Information supplied:
-----
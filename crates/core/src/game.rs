use std::fmt::Debug;
use std::hash::Hash;

use crate::Outcome;

/// A game abstraction for tree search.
///
/// This trait is the whole contract between the search and a concrete game:
/// the search never looks inside a state, it only asks the game about it.
/// Any deterministic, perfect-information, alternating two-player game can
/// implement it.
pub trait Game {
    /// The game state (e.g. a board position plus the side to move).
    type State: Clone;

    /// A game action (e.g. a cell index).
    type Action: Clone + Copy + Eq + Hash + Debug;

    /// Identity of a player.
    type Player: Clone + Copy + Eq + Debug;

    /// Snapshot of whatever a move can claim for scoring (captured pieces,
    /// completed lines, owned boxes). Only compared for equality.
    ///
    /// Games without such a notion use `()`, which never changes.
    type Footprint: PartialEq;

    /// Returns the initial game state.
    fn initial_state(&self) -> Self::State;

    /// Returns true if no further moves are possible.
    fn is_terminal(&self, state: &Self::State) -> bool;

    /// Returns the player to move. Unspecified on terminal states.
    fn current_player(&self, state: &Self::State) -> Self::Player;

    /// Returns all legal actions from the given state, in a stable order.
    ///
    /// Empty only at terminal states.
    fn legal_actions(&self, state: &Self::State) -> Vec<Self::Action>;

    /// Applies an action, returning a new state (immutable operation).
    fn apply(&self, state: &Self::State, action: Self::Action) -> Self::State;

    /// Returns the scoring snapshot of the given state.
    fn score_footprint(&self, state: &Self::State) -> Self::Footprint;

    /// Returns the per-player result, or `None` if the game is not terminal.
    fn outcome(&self, state: &Self::State) -> Option<Outcome<Self::Player>>;
}
//! Test game implementations for MCTS validation.
//!
//! These games are used to verify MCTS correctness; real games plug in
//! through the same `playout_core::Game` trait.

pub mod tictactoe;

pub use tictactoe::{Player, TicTacToe, TicTacToeAction, TicTacToeState};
-----
Search the records above for the string "Self". Copy every line that contains it.

    fn initial_state(&self) -> Self::State;
    fn is_terminal(&self, state: &Self::State) -> bool;
    fn current_player(&self, state: &Self::State) -> Self::Player;
    fn legal_actions(&self, state: &Self::State) -> Vec<Self::Action>;
    fn apply(&self, state: &Self::State, action: Self::Action) -> Self::State;
    fn score_footprint(&self, state: &Self::State) -> Self::Footprint;
    fn outcome(&self, state: &Self::State) -> Option<Outcome<Self::Player>>;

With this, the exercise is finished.